When Frank and Ellie Benton lose their only child, seven-year-old Benny, to a sudden illness, the perfect life they had built is shattered. Filled with wrenching memories, their Ann Arbor home becomes unbearable, and their marriage founders. But an unexpected job half a world away offers them an opportunity to start again. Life in Girbaug, India, holds promise—and peril—when Frank befriends Ramesh, a bright, curious boy who quickly becomes the focus of the grieving man's attentions. Haunted by memories of his dead son, Frank is consumed with making his family right—a quest that will lead him down an ever-darkening path with stark repercussions.

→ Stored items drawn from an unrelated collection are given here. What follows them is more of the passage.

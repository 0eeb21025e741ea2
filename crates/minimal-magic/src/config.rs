//! Configuration file structure (magic.toml).

use std::fs;
use std::path::{Path, PathBuf};
use std::time::Duration;

use anyhow::Result;
use magic_render::{RenderOptions, Viewport};
use serde::Deserialize;

/// Environment variable that overrides the shared library directory.
pub const LIB_DIR_ENV: &str = "MAGIC_LIB_DIR";

/// Library directory bundled with the tool.
const BUNDLED_LIB_DIR: &str = concat!(env!("CARGO_MANIFEST_DIR"), "/../../lib");

#[derive(Debug, Deserialize, Default, PartialEq)]
#[serde(default)]
pub struct ConfigFile {
    /// Shared client library directory
    pub lib: Option<PathBuf>,
    pub build: BuildSettings,
    pub browser: BrowserSettings,
    pub serve: ServeSettings,
}

#[derive(Debug, Deserialize, PartialEq)]
#[serde(default)]
pub struct BuildSettings {
    pub out: PathBuf,
    pub relative_links: bool,
    pub timeout_ms: u64,
    pub idle_ms: u64,
}

impl Default for BuildSettings {
    fn default() -> Self {
        Self {
            out: PathBuf::from("./out"),
            relative_links: false,
            timeout_ms: 10_000,
            idle_ms: 500,
        }
    }
}

#[derive(Debug, Deserialize, PartialEq)]
#[serde(default)]
pub struct BrowserSettings {
    pub executable: Option<PathBuf>,
    pub sandbox: bool,
    pub width: u32,
    pub height: u32,
    pub scale: f64,
}

impl Default for BrowserSettings {
    fn default() -> Self {
        let viewport = Viewport::default();
        Self {
            executable: None,
            sandbox: true,
            width: viewport.width,
            height: viewport.height,
            scale: viewport.scale,
        }
    }
}

#[derive(Debug, Deserialize, PartialEq)]
#[serde(default)]
pub struct ServeSettings {
    pub host: String,
    pub port: u16,
    pub open: bool,
    pub live_reload: bool,
}

impl Default for ServeSettings {
    fn default() -> Self {
        Self {
            host: "localhost".to_string(),
            port: 8080,
            open: false,
            live_reload: true,
        }
    }
}

impl ConfigFile {
    /// Shared library directory: `MAGIC_LIB_DIR`, then `lib`, then the
    /// bundled copy.
    pub fn lib_dir(&self) -> PathBuf {
        if let Some(dir) = std::env::var_os(LIB_DIR_ENV).filter(|v| !v.is_empty()) {
            return PathBuf::from(dir);
        }
        self.lib
            .clone()
            .unwrap_or_else(|| PathBuf::from(BUNDLED_LIB_DIR))
    }

    pub fn render_options(&self) -> RenderOptions {
        RenderOptions {
            viewport: Viewport {
                width: self.browser.width,
                height: self.browser.height,
                scale: self.browser.scale,
            },
            timeout: Duration::from_millis(self.build.timeout_ms),
            idle: Duration::from_millis(self.build.idle_ms),
            relative_links: self.build.relative_links,
            executable: self.browser.executable.clone(),
            sandbox: self.browser.sandbox,
        }
    }
}

/// Load configuration from `path` if it exists.
/// Returns an error if the config file exists but is malformed.
pub fn load_config(path: &Path) -> Result<ConfigFile> {
    if path.exists() {
        let content = fs::read_to_string(path)
            .map_err(|e| anyhow::anyhow!("Failed to read {}: {}", path.display(), e))?;
        let config = parse_config(&content)
            .map_err(|e| anyhow::anyhow!("Failed to parse {}: {}", path.display(), e))?;
        tracing::info!("Loaded config from {}", path.display());
        return Ok(config);
    }
    Ok(ConfigFile::default())
}

fn parse_config(content: &str) -> Result<ConfigFile, toml::de::Error> {
    toml::from_str(content)
}
//! Network activity tracking for a single page load.
//!
//! The browser reports request lifecycle events which are folded into a
//! [`NetworkTracker`]. A page counts as loaded once the number of in-flight
//! requests has stayed at or below a threshold for the idle window.

use std::collections::{BTreeSet, HashSet};
use std::time::Duration;

use futures::{Stream, StreamExt};
use magic_routes::Route;
use url::Url;

/// Default number of requests allowed in flight while idle.
pub const IDLE_MAX_INFLIGHT: usize = 0;

/// A request lifecycle event for one page.
#[derive(Debug, Clone, PartialEq)]
pub enum NetworkEvent {
    /// A request was issued (or redirected)
    Request { id: String, url: String },

    /// Response headers arrived
    Response {
        id: String,
        url: String,
        status: i64,
        document: bool,
    },

    /// The request completed
    Finished { id: String },

    /// The request failed or was cancelled
    Failed { id: String },
}

/// Accumulated state of one page's network activity.
#[derive(Debug)]
pub struct NetworkTracker {
    base: Url,
    inflight: HashSet<String>,
    loaded: BTreeSet<Route>,
    document_status: Option<i64>,
}

impl NetworkTracker {
    /// Track activity for pages served from `base`.
    pub fn new(base: Url) -> Self {
        Self {
            base,
            inflight: HashSet::new(),
            loaded: BTreeSet::new(),
            document_status: None,
        }
    }

    pub fn apply(&mut self, event: NetworkEvent) {
        match event {
            NetworkEvent::Request { id, url } => {
                // data: and blob: URLs never produce a network connection.
                if url.starts_with("http:") || url.starts_with("https:") {
                    self.inflight.insert(id);
                }
            }
            NetworkEvent::Response {
                url,
                status,
                document,
                ..
            } => {
                if document && self.document_status.is_none() {
                    self.document_status = Some(status);
                }
                if (200..300).contains(&status) {
                    if let Some(route) = Url::parse(&url)
                        .ok()
                        .and_then(|url| Route::from_url(&url, &self.base))
                    {
                        self.loaded.insert(route);
                    }
                }
            }
            NetworkEvent::Finished { id } | NetworkEvent::Failed { id } => {
                self.inflight.remove(&id);
            }
        }
    }

    /// Number of requests currently in flight.
    pub fn inflight(&self) -> usize {
        self.inflight.len()
    }

    /// Status of the first document response, if one was seen.
    pub fn document_status(&self) -> Option<i64> {
        self.document_status
    }

    /// Same-origin routes that were fetched successfully.
    pub fn loaded(&self) -> &BTreeSet<Route> {
        &self.loaded
    }

    pub fn into_loaded(self) -> BTreeSet<Route> {
        self.loaded
    }
}

/// Consume `events` until no more than `max_inflight` requests have been
/// pending for `idle`, or the stream ends.
pub async fn wait_for_idle<S>(
    events: &mut S,
    tracker: &mut NetworkTracker,
    idle: Duration,
    max_inflight: usize,
) where
    S: Stream<Item = NetworkEvent> + Unpin,
{
    loop {
        if tracker.inflight() <= max_inflight {
            tokio::select! {
                event = events.next() => match event {
                    Some(event) => tracker.apply(event),
                    None => return,
                },
                _ = tokio::time::sleep(idle) => return,
            }
        } else {
            match events.next().await {
                Some(event) => tracker.apply(event),
                None => return,
            }
        }
    }
}
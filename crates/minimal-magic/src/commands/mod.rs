pub mod build;
pub mod serve;
pub mod version;
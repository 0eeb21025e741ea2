//! HTTP plumbing for minimal-magic.
//!
//! Serves a source tree with the shared library mounted at `/lib`, lets
//! callers rewrite HTML responses before they are sent, and runs the
//! development server with live reload.

pub mod reload;
pub mod server;
pub mod site;
pub mod transform;
pub mod watcher;

pub use reload::{next_message, reload_client_script, InjectReload, ReloadHub, ReloadMessage};
pub use server::{DevServer, DevServerConfig, ServerError};
pub use site::{is_page_path, static_site, LIB_PREFIX};
pub use transform::{transform_response, ResponseBuffer, ResponseTransform, TransformError};
pub use watcher::{FileWatcher, WatchEvent};
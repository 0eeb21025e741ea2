//! Development server command.

use std::path::PathBuf;

use anyhow::Result;
use magic_server::{DevServer, DevServerConfig};

use crate::config::ConfigFile;

/// Merge command-line flags over the config file.
pub fn config(
    file: &ConfigFile,
    src: PathBuf,
    host: Option<String>,
    port: Option<u16>,
    open: bool,
    no_reload: bool,
) -> DevServerConfig {
    DevServerConfig {
        src_dir: src,
        lib_dir: file.lib_dir(),
        host: host.unwrap_or_else(|| file.serve.host.clone()),
        port: port.unwrap_or(file.serve.port),
        open: open || file.serve.open,
        live_reload: file.serve.live_reload && !no_reload,
    }
}

pub fn check_usage(config: &DevServerConfig) -> Result<(), String> {
    if !config.src_dir.is_dir() {
        return Err(format!(
            "Source directory {} does not exist or is not a directory",
            config.src_dir.display()
        ));
    }
    Ok(())
}

/// Run the dev server.
pub async fn run(config: DevServerConfig) -> Result<()> {
    tracing::info!(
        "Starting development server for {} on {}:{}",
        config.src_dir.display(),
        config.host,
        config.port
    );

    DevServer::new(config).start().await?;

    Ok(())
}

A devastating look at cultural clashes and vides, Thrity Umrigar's The Weight of of Heaven is a rare glimpse of a family and a country struggling under pressures beyond their control. Umrigar illuminates how slowly we recover from unforgettable loss, how easily good intentions can turn evil, and how far a person will go to build a new world for those he loves.
Editorial Reviews
"Umrigar carries a burden as heavy as the title by using a tale of personal tragedy to depict the balance of power in global ecnominics....Her observations are dispassionate and astute enough to deliver at both levels. This is a morality tale tuned to our times." —Cleveland Plain Dealer
“Powerful. . . . Twisty, brimming with dark humor and keen moral insight, The Weight of Heaven packs a wallop on both a literary and emotional level. . . . Umrigar . . . is a descriptive master.” —Christian Science Monitor
About the Author
Thrity Umrigar is the author of seven novels Everybody’s Son, The Story Hour, The World We Found, The Weight of Heaven, The Space Between Us, If Today Be Sweet, and Bombay Time; a memoir, First Darling of the Morning; and a children’s picture book, When I Carried You in My Belly. A former journalist, she was awarded a Nieman Fellowship to Harvard and was a finalist for the PEN Beyond Margins Award. A professor of English at Case Western Reserve University, she lives in Cleveland, Ohio.